# THE TASK:
Among the lines below, list those containing the string "DohResolver".

[Stored items]
>>
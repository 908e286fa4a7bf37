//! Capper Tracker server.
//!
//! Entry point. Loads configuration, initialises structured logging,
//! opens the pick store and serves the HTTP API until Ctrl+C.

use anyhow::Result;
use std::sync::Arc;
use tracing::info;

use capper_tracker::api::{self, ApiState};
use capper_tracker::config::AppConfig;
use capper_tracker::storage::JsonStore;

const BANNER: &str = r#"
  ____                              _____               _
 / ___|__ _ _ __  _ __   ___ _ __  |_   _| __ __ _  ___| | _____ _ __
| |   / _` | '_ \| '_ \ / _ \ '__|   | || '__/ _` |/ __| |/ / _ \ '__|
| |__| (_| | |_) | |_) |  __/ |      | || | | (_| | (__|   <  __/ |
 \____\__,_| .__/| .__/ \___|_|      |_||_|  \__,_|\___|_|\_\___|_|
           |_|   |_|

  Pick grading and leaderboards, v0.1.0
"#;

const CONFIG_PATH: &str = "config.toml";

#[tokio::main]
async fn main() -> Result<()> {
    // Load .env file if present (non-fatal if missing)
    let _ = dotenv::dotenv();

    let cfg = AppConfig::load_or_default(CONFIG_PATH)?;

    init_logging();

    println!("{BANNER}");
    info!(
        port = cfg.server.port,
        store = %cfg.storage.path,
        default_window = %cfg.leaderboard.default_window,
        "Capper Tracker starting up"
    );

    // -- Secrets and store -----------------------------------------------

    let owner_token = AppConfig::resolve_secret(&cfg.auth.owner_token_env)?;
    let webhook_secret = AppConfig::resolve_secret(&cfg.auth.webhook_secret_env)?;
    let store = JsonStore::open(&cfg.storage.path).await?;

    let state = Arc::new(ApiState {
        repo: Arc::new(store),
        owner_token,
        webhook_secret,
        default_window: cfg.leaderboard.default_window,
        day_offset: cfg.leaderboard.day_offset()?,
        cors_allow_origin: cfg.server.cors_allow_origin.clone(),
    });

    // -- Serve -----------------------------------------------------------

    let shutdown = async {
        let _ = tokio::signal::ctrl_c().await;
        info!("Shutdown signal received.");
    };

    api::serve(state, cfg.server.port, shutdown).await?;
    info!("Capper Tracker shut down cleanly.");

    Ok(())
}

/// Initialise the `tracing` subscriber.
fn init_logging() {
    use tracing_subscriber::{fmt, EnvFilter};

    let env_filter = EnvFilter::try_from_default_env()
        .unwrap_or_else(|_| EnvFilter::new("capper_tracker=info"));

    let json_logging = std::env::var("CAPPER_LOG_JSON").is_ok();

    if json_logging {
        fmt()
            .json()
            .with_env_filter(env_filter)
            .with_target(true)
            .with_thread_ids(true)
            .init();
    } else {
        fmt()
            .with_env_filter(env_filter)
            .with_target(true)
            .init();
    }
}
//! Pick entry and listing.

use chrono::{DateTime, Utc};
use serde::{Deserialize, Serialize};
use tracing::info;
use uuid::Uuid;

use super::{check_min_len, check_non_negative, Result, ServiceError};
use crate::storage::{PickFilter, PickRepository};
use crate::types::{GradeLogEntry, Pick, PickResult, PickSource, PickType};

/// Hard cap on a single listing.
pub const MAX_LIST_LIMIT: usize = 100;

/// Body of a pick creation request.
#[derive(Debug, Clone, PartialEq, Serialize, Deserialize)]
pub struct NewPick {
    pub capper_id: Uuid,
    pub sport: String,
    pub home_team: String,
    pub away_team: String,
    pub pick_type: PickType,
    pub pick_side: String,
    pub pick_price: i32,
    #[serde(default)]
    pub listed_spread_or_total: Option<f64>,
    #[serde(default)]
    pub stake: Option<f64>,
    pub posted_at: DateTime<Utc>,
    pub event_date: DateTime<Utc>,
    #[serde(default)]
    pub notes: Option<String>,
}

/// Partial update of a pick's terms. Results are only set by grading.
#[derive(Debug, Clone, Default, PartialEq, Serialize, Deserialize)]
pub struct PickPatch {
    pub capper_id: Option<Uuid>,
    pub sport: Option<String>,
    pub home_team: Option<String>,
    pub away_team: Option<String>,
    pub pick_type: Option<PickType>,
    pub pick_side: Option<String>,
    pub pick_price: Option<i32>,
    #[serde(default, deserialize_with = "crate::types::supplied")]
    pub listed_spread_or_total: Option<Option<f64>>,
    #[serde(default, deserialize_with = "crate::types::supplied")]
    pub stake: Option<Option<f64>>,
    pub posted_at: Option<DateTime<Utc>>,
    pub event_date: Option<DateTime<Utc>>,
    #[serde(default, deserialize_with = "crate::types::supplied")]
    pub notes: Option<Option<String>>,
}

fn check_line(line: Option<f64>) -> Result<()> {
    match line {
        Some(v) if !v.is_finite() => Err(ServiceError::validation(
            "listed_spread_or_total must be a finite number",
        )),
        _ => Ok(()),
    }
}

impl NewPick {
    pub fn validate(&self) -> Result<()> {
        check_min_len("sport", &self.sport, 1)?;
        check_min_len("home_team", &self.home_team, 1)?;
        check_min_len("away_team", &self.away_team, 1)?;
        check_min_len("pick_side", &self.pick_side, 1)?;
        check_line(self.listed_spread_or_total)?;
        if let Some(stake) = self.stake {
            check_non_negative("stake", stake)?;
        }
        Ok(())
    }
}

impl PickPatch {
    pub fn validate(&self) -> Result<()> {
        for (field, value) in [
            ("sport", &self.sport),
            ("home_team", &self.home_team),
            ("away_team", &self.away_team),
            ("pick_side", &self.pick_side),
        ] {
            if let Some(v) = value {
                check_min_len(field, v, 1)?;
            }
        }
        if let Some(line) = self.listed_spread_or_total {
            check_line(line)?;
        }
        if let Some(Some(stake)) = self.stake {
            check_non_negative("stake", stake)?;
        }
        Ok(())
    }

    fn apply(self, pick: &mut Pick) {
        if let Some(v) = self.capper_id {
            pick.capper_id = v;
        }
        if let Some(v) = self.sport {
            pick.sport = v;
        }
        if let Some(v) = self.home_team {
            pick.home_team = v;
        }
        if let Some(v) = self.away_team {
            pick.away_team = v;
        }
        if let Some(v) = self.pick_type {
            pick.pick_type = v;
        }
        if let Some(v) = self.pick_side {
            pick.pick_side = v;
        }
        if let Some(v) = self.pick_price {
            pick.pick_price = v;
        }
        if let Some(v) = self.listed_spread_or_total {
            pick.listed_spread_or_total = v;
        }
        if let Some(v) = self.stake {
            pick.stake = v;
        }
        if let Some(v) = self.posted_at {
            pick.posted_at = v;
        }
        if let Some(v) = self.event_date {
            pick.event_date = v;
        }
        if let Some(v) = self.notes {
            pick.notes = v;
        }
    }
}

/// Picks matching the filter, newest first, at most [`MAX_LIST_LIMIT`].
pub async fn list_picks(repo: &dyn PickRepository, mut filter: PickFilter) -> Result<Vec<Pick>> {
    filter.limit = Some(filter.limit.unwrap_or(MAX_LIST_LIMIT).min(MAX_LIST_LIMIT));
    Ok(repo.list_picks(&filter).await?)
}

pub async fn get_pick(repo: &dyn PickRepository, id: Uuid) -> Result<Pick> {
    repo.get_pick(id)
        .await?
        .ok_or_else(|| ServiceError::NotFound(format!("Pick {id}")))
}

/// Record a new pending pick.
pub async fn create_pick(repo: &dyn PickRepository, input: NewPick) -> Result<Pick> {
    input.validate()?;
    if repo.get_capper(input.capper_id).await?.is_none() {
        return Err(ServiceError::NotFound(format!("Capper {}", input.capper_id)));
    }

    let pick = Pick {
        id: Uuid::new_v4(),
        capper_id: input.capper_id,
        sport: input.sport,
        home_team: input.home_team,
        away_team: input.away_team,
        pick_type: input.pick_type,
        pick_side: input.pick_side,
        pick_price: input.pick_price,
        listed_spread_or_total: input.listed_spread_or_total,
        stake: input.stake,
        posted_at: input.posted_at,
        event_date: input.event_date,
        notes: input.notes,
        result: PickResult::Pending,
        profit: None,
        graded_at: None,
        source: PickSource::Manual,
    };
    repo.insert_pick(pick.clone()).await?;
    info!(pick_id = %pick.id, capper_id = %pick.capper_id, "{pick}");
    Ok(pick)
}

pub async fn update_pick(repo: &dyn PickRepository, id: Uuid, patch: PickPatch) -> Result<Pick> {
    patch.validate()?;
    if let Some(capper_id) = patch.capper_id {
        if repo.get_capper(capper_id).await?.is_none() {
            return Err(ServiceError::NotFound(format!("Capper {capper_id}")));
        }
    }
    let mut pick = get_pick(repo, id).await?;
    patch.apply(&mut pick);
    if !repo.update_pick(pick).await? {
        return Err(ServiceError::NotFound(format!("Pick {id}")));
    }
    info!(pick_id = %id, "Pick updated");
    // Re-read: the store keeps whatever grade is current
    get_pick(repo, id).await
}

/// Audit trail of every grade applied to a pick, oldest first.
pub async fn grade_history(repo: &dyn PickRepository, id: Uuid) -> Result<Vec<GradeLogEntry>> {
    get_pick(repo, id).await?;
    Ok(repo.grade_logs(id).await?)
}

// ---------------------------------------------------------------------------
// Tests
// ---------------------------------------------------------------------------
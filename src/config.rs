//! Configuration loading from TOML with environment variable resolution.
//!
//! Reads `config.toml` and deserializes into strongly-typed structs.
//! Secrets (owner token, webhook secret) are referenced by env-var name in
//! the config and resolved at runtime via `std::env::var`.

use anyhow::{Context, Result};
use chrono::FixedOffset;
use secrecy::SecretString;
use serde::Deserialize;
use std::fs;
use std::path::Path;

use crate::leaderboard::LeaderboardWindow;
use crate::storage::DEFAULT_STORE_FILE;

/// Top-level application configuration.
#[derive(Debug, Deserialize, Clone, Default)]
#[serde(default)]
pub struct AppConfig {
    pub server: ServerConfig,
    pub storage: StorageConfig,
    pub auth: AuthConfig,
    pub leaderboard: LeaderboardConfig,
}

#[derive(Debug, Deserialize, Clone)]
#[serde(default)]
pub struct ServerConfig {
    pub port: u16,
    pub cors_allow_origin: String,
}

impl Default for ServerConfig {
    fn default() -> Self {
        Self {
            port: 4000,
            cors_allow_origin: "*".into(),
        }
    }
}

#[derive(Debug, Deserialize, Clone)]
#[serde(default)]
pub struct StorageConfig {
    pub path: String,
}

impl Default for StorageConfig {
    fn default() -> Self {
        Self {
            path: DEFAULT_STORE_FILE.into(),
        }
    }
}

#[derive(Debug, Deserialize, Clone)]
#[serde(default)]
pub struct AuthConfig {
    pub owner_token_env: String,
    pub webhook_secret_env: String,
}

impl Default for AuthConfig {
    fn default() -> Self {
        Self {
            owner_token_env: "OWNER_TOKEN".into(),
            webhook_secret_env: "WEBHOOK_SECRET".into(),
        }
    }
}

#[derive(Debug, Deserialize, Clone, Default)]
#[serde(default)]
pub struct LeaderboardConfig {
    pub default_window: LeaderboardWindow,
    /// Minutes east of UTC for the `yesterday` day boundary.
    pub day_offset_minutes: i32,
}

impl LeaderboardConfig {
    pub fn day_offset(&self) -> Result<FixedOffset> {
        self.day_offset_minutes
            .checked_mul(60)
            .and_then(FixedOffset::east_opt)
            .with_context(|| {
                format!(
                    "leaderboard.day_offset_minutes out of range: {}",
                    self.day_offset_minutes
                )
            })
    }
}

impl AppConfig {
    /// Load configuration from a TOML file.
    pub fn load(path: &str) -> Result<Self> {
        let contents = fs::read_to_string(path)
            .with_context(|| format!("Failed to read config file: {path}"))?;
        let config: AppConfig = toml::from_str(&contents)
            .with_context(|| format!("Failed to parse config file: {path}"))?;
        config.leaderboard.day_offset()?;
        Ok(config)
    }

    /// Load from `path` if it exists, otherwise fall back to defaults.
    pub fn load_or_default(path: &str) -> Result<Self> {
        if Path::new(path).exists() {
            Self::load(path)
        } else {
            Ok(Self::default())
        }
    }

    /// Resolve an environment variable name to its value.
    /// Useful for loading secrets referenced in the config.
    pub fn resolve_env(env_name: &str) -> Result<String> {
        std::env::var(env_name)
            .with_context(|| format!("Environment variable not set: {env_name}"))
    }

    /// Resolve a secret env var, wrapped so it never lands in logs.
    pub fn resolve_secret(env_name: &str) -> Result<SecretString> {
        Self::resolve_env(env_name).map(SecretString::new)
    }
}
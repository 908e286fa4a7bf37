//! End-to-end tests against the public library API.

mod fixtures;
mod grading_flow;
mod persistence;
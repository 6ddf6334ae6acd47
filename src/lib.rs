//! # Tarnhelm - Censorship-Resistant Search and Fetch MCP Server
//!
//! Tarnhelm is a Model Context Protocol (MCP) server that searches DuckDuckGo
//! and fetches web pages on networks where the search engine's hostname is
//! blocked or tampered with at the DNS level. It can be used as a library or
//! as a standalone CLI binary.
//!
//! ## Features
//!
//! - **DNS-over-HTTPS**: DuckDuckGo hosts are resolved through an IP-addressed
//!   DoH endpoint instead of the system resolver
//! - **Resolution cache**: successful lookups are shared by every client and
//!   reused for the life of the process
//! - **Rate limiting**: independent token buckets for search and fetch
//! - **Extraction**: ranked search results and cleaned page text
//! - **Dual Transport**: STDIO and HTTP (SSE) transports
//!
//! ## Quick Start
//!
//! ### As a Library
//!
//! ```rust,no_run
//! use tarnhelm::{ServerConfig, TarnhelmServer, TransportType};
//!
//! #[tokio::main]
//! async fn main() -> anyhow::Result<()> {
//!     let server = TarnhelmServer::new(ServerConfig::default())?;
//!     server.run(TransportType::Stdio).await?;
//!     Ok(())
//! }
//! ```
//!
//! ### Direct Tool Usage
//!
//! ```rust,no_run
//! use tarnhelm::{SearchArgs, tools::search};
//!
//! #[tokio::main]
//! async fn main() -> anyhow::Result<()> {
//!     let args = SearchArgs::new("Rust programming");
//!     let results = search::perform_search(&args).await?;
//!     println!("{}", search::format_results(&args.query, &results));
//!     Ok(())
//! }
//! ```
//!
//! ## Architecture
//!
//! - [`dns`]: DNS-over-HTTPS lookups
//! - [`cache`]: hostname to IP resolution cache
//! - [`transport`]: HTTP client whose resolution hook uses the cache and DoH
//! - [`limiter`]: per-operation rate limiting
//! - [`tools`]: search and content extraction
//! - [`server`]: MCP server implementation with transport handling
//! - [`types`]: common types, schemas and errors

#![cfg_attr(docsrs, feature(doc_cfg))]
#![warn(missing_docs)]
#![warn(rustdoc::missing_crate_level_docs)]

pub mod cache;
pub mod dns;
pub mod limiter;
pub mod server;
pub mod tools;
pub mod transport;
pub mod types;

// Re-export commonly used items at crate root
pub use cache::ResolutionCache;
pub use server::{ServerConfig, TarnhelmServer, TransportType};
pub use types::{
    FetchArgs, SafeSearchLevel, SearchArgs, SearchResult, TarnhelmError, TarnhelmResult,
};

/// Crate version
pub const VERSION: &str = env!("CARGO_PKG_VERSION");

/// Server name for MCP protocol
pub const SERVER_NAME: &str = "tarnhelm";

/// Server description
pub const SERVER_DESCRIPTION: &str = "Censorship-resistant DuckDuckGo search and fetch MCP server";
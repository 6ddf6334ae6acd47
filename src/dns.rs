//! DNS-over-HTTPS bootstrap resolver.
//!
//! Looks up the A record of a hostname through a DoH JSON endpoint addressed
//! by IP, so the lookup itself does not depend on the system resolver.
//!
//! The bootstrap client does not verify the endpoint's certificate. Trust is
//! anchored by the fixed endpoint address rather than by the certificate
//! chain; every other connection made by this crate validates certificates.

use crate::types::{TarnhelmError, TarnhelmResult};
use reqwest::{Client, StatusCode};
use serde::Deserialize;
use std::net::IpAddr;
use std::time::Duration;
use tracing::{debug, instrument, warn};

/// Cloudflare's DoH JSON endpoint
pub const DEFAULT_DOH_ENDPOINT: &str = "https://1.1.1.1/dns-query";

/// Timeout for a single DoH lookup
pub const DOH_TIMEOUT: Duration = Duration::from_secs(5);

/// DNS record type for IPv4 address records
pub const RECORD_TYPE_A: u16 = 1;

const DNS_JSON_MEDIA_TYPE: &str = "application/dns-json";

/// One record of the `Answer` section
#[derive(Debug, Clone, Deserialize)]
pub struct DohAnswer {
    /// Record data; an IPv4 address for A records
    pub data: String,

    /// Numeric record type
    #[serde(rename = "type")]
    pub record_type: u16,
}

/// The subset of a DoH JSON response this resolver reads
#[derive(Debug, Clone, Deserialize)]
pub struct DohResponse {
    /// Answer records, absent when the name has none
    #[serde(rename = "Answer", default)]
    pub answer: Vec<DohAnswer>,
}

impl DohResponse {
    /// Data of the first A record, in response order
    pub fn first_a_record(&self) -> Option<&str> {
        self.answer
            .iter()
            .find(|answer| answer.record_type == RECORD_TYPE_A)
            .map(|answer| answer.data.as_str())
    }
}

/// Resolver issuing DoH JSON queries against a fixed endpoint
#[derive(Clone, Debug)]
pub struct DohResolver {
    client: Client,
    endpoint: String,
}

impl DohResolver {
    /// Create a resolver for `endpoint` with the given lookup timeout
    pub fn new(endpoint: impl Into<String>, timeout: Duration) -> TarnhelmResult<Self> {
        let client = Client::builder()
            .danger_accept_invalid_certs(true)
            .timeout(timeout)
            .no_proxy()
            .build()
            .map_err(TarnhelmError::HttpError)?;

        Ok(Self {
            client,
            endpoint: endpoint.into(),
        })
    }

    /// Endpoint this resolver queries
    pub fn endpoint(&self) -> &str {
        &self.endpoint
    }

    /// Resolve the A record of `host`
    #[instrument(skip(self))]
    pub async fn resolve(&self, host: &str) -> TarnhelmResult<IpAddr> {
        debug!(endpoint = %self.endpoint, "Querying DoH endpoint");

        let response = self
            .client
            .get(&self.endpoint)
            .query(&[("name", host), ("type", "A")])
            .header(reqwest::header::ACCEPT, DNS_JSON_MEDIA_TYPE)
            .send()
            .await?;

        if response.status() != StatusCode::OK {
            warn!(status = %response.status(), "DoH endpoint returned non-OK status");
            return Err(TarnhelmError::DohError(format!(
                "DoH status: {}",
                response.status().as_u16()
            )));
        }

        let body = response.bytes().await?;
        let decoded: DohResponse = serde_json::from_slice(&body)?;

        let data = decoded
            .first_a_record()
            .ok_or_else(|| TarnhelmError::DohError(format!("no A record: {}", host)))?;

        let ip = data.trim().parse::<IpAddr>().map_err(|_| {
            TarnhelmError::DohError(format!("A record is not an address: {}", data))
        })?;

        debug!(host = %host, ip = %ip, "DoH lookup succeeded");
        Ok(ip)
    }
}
<<
# SOLUTION:
pub struct DohResolver {
impl DohResolver {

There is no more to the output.